Riamet™ (artemether-lumefantrine) remains highly effective and recommended for treatment of UK cases. However, clinicians should be aware of this issue, and of the potential need for prolonged or alternative treatment in rare cases of parasite recrudescence.
Eurartesim (piperaquine tetraphosphate-artenimol) is also recommended in national guidance. In September 2022 the first case of artemisinin-resistant P. falciparum carrying the variant pfk13_675V was detected in the UK in a UK resident following travel to Uganda. The MRL continues to monitor closely for further evidence of artemisinin-based combination (ACT) treatment failure in the UK.
Prevention is key
Malaria, an almost completely preventable but potentially fatal disease, remains an important issue for UK travellers. Failure to take chemoprophylaxis correctly is associated with the majority of cases of malaria in UK residents travelling to malaria-risk areas. The number of cases in those going on holiday is small but associated with greater mortality (8). Those of African or Asian ethnicity who are non-UK born and who travel to visit friends and relatives are at increased risk of malaria, as well as a number of other infections (18). Older patients and children are at particular risk of dying from malaria if they acquire the infection (11).
Those providing advice should engage with these population groups wherever possible, including using potential opportunities to talk about future travel plans outside a specific travel health consultation, such as during new patient checks or childhood immunisation appointments (19).
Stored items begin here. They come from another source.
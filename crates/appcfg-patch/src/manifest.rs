//! Android manifest patching
//!
//! Keyed entries are `<meta-data>` children of `<application>`, identified by
//! their `android:name`. Every operation leaves at most one entry per key.
//! A document without a `<manifest>` root or `<application>` parent is left
//! untouched.

use appcfg_doc::{XmlDocument, XmlElement};
use appcfg_fs::NormalizedPath;

use crate::error::Result;

pub const ANDROID_NS: &str = "http://schemas.android.com/apk/res/android";

const ROOT: &str = "manifest";
const PARENT: &str = "application";
const ENTRY: &str = "meta-data";
const PERMISSION: &str = "uses-permission";
const NAME_ATTR: &str = "android:name";
const VALUE_ATTR: &str = "android:value";
const RESOURCE_ATTR: &str = "android:resource";

/// Whether the document has the structure patches need.
pub fn is_patchable(doc: &XmlDocument) -> bool {
    doc.root
        .as_ref()
        .is_some_and(|root| root.name == ROOT && root.find(PARENT).is_some())
}

fn manifest_mut(doc: &mut XmlDocument) -> Option<&mut XmlElement> {
    doc.root.as_mut().filter(|root| root.name == ROOT)
}

fn application_mut(doc: &mut XmlDocument) -> Option<&mut XmlElement> {
    manifest_mut(doc)?.find_mut(PARENT)
}

fn is_entry(el: &XmlElement, key: &str) -> bool {
    el.name == ENTRY && el.attr(NAME_ATTR) == Some(key)
}

/// Find the entry for `key`, dropping duplicates, or append a new one.
fn upsert_entry<'a>(application: &'a mut XmlElement, key: &str) -> Option<&'a mut XmlElement> {
    let mut seen = false;
    application.retain_elements(|el| {
        if !is_entry(el, key) {
            return true;
        }
        let keep = !seen;
        seen = true;
        keep
    });

    if !seen {
        application.push(XmlElement::new(ENTRY).with_attr(NAME_ATTR, key));
    }
    application.elements_mut().find(|el| is_entry(el, key))
}

/// Set `android:value` for `key`. Returns `false` if the document is not patchable.
pub fn set_value(doc: &mut XmlDocument, key: &str, value: &str) -> bool {
    let Some(entry) = application_mut(doc).and_then(|app| upsert_entry(app, key)) else {
        tracing::warn!(key, "Manifest has no <application>, skipping value");
        return false;
    };
    entry.remove_attr(RESOURCE_ATTR);
    entry.set_attr(VALUE_ATTR, value);
    true
}

/// Set `android:resource` for `key`. Returns `false` if the document is not patchable.
pub fn set_resource(doc: &mut XmlDocument, key: &str, reference: &str) -> bool {
    let Some(entry) = application_mut(doc).and_then(|app| upsert_entry(app, key)) else {
        tracing::warn!(key, "Manifest has no <application>, skipping resource");
        return false;
    };
    entry.remove_attr(VALUE_ATTR);
    entry.set_attr(RESOURCE_ATTR, reference);
    true
}

/// Remove every entry for `key`, returning how many were removed.
pub fn delete_key(doc: &mut XmlDocument, key: &str) -> usize {
    application_mut(doc).map_or(0, |application| {
        application.retain_elements(|el| !is_entry(el, key))
    })
}

/// Value or resource reference stored for `key`.
pub fn get_value<'a>(doc: &'a XmlDocument, key: &str) -> Option<&'a str> {
    let root = doc.root.as_ref().filter(|root| root.name == ROOT)?;
    let entry = root.find(PARENT)?.elements().find(|el| is_entry(el, key))?;
    entry.attr(VALUE_ATTR).or_else(|| entry.attr(RESOURCE_ATTR))
}

/// Add `<uses-permission android:name="...">` under the root if missing.
///
/// Returns `true` when a node was added.
pub fn add_permission(doc: &mut XmlDocument, permission: &str) -> bool {
    let Some(root) = manifest_mut(doc) else {
        return false;
    };
    if root
        .elements()
        .any(|el| el.name == PERMISSION && el.attr(NAME_ATTR) == Some(permission))
    {
        return false;
    }
    root.push(XmlElement::new(PERMISSION).with_attr(NAME_ATTR, permission));
    true
}

/// Minimal manifest used when the project has none.
pub fn placeholder(package: &str) -> XmlDocument {
    let launcher = XmlElement::new("intent-filter")
        .with_child(XmlElement::new("action").with_attr(NAME_ATTR, "android.intent.action.MAIN"))
        .with_child(
            XmlElement::new("category").with_attr(NAME_ATTR, "android.intent.category.LAUNCHER"),
        );
    let activity = XmlElement::new("activity")
        .with_attr(NAME_ATTR, "com.unity3d.player.UnityPlayerActivity")
        .with_attr("android:exported", "true")
        .with_child(launcher);
    let root = XmlElement::new(ROOT)
        .with_attr("xmlns:android", ANDROID_NS)
        .with_attr("package", package)
        .with_child(XmlElement::new(PARENT).with_child(activity));
    XmlDocument::new(root)
}

/// The project's Android manifest, open for one patch session.
#[derive(Debug)]
pub struct ManifestTarget {
    path: NormalizedPath,
    document: XmlDocument,
    synthesized: bool,
}

impl ManifestTarget {
    /// Open the manifest at `path`.
    ///
    /// A missing file becomes a placeholder for `package`. A malformed file
    /// yields an empty, unpatchable document so the build carries on.
    pub fn open(path: NormalizedPath, package: &str) -> Self {
        if !path.is_file() {
            tracing::info!(path = %path, "Manifest missing, synthesizing placeholder");
            return Self {
                path,
                document: placeholder(package),
                synthesized: true,
            };
        }

        let document = match XmlDocument::load(&path) {
            Ok(document) => document,
            Err(e) => {
                tracing::warn!(path = %path, error = %e, "Manifest unreadable, patches will be skipped");
                XmlDocument::default()
            }
        };
        if !is_patchable(&document) {
            tracing::warn!(path = %path, "Manifest lacks <manifest>/<application>, patches will be skipped");
        }
        Self {
            path,
            document,
            synthesized: false,
        }
    }

    pub fn path(&self) -> &NormalizedPath {
        &self.path
    }

    pub fn document(&self) -> &XmlDocument {
        &self.document
    }

    pub fn is_synthesized(&self) -> bool {
        self.synthesized
    }

    pub fn set_value(&mut self, key: &str, value: &str) -> bool {
        set_value(&mut self.document, key, value)
    }

    pub fn set_resource(&mut self, key: &str, reference: &str) -> bool {
        set_resource(&mut self.document, key, reference)
    }

    pub fn delete_key(&mut self, key: &str) -> usize {
        delete_key(&mut self.document, key)
    }

    pub fn get_value(&self, key: &str) -> Option<&str> {
        get_value(&self.document, key)
    }

    pub fn add_permission(&mut self, permission: &str) -> bool {
        add_permission(&mut self.document, permission)
    }

    /// Write the manifest, ending the session.
    ///
    /// Unpatchable documents are not written. Returns whether a write happened.
    pub fn save(self) -> Result<bool> {
        if !is_patchable(&self.document) {
            return Ok(false);
        }
        self.document.save(&self.path)?;
        tracing::debug!(path = %self.path, "Saved manifest");
        Ok(true)
    }
}
//! Feature identifiers and their settings types

use std::fmt;

use serde::{Serialize, de::DeserializeOwned};

/// A feature module that contributes patches.
///
/// Registries run features in declaration order.
#[derive(Debug, Clone, Copy, PartialEq, Eq, PartialOrd, Ord, Hash)]
pub enum FeatureId {
    App,
    Analytics,
    Auth,
    Crashlytics,
    DynamicLinks,
    Messaging,
}

impl FeatureId {
    /// Key segment used in the settings store.
    pub fn as_str(&self) -> &'static str {
        match self {
            Self::App => "app",
            Self::Analytics => "analytics",
            Self::Auth => "auth",
            Self::Crashlytics => "crashlytics",
            Self::DynamicLinks => "dynamic-links",
            Self::Messaging => "messaging",
        }
    }
}

impl fmt::Display for FeatureId {
    fn fmt(&self, f: &mut fmt::Formatter<'_>) -> fmt::Result {
        f.write_str(self.as_str())
    }
}

/// Persisted settings owned by one feature.
///
/// The type must serialize as a struct; each field is stored under its own
/// key so fields added later fall back to their defaults.
pub trait FeatureSettings: Default + Serialize + DeserializeOwned + 'static {
    const FEATURE: FeatureId;
}
//! Error types for appcfg-index

use std::path::PathBuf;

use crate::model::ConfigFileType;

pub type Result<T> = std::result::Result<T, Error>;

#[derive(Debug, thiserror::Error)]
pub enum Error {
    #[error("Filesystem error: {0}")]
    Fs(#[from] appcfg_fs::Error),

    #[error("Document error: {0}")]
    Doc(#[from] appcfg_doc::Error),

    #[error("Malformed JSON config at {path}: {source}")]
    Json {
        path: PathBuf,
        #[source]
        source: serde_json::Error,
    },

    #[error("Config at {path} has no {key}")]
    MissingKey { path: PathBuf, key: String },

    #[error("No {file_type} config file matches identifier '{identifier}'")]
    NoMatchingConfig {
        file_type: ConfigFileType,
        identifier: String,
    },

    #[error("Config at {path} has no client for package '{package_name}'")]
    NoMatchingClient { path: PathBuf, package_name: String },
}
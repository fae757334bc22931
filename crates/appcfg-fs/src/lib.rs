//! Filesystem primitives for appcfg
//!
//! Provides normalized path handling, atomic I/O, format-agnostic config
//! loading and the fixed relative paths of a host project.

pub mod config;
pub mod error;
pub mod io;
pub mod layout;
pub mod path;

pub use config::ConfigStore;
pub use error::{Error, Result};
pub use layout::{LayoutConfig, ProjectLayout};
pub use path::NormalizedPath;
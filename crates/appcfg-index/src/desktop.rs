//! Desktop config bootstrap
//!
//! Desktop builds read a structured-text config from streaming assets. It is
//! copied from a matching structured-text file when one exists, otherwise
//! converted from a property-list file.

use appcfg_doc::PlistDocument;
use appcfg_fs::{NormalizedPath, ProjectLayout, io};

use crate::error::{Error, Result};
use crate::model::{ConfigFileType, ConfigIndex};
use crate::oracle::{
    AndroidClientInfo, ApiKey, BUNDLE_ID_KEY, Client, ClientInfo, OAuthClient, ProjectInfo,
    ServicesFileParser, ServicesJson, WEB_CLIENT_TYPE,
};
use crate::resolver::{ConfigResolver, ResolveMode};

/// Write the desktop config for `wanted_id`.
///
/// Returns the written path, or `None` when the project has no config file
/// at all. The file is only rewritten when its content changes.
pub fn write_desktop_config(
    index: &ConfigIndex,
    layout: &ProjectLayout,
    wanted_id: &str,
) -> Result<Option<NormalizedPath>> {
    let parser = ServicesFileParser::new();
    let destination = layout.desktop_config_path();

    let content = if let Some(file) = pick(index, ConfigFileType::StructuredText, wanted_id) {
        // Parse first so a malformed source never reaches the desktop build
        parser.parse_json(&file)?;
        io::read_text(&file)?
    } else if let Some(file) = pick(index, ConfigFileType::PropertyList, wanted_id) {
        let converted = convert_plist(&parser.parse_plist(&file)?, &file)?;
        serde_json::to_string_pretty(&converted).map_err(|source| Error::Json {
            path: file.to_native(),
            source,
        })?
    } else {
        tracing::warn!(
            identifier = wanted_id,
            "No config file found, desktop config not generated"
        );
        return Ok(None);
    };

    if io::write_text_if_changed(&destination, &content)? {
        tracing::info!(path = %destination, "Wrote desktop config");
    }
    Ok(Some(destination))
}

fn pick(index: &ConfigIndex, file_type: ConfigFileType, wanted_id: &str) -> Option<NormalizedPath> {
    let resolver = ConfigResolver::new(index);
    let resolution = match resolver.resolve(file_type, wanted_id, ResolveMode::MatchOnly) {
        r if r.is_not_found() => resolver.resolve(file_type, wanted_id, ResolveMode::ReturnAll),
        r => r,
    };
    resolution.into_selected().map(|f| f.path)
}

/// Map property-list keys onto the structured-text schema.
pub fn convert_plist(doc: &PlistDocument, origin: &NormalizedPath) -> Result<ServicesJson> {
    let get = |key: &str| doc.string(key).unwrap_or_default().to_string();

    let bundle_id = doc.string(BUNDLE_ID_KEY).ok_or_else(|| Error::MissingKey {
        path: origin.to_native(),
        key: BUNDLE_ID_KEY.into(),
    })?;

    let mut client = Client {
        client_info: ClientInfo {
            mobilesdk_app_id: get("GOOGLE_APP_ID"),
            android_client_info: Some(AndroidClientInfo {
                package_name: bundle_id.to_string(),
            }),
        },
        ..Client::default()
    };
    if let Some(key) = doc.string("API_KEY") {
        client.api_key.push(ApiKey {
            current_key: key.to_string(),
        });
    }
    if let Some(id) = doc.string("CLIENT_ID") {
        client.oauth_client.push(OAuthClient {
            client_id: id.to_string(),
            client_type: WEB_CLIENT_TYPE,
        });
    }

    Ok(ServicesJson {
        project_info: ProjectInfo {
            project_number: get("GCM_SENDER_ID"),
            firebase_url: get("DATABASE_URL"),
            project_id: get("PROJECT_ID"),
            storage_bucket: get("STORAGE_BUCKET"),
        },
        client: vec![client],
        configuration_version: "1".into(),
    })
}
The Malaria Reference Laboratory and UKHSA are part of the African Diaspora Malaria Initiative which aims to improve delivery of tailored advice to VFR travellers who suffer the greatest burden of imported malaria.
The UKMEAG guidelines (3) and National Travel Health Network and Centre are available to assist those providing travel health advice, to help travellers to make rational decisions about protection against malaria.
Useful resources for travellers, including translated leaflets, are also available at Malaria: health advice for travellers.
Information regarding malaria incidents, announcements and guidance amendments from the UK Malaria Advisory Group (UKMEAG) can be found at Malaria: news and updates.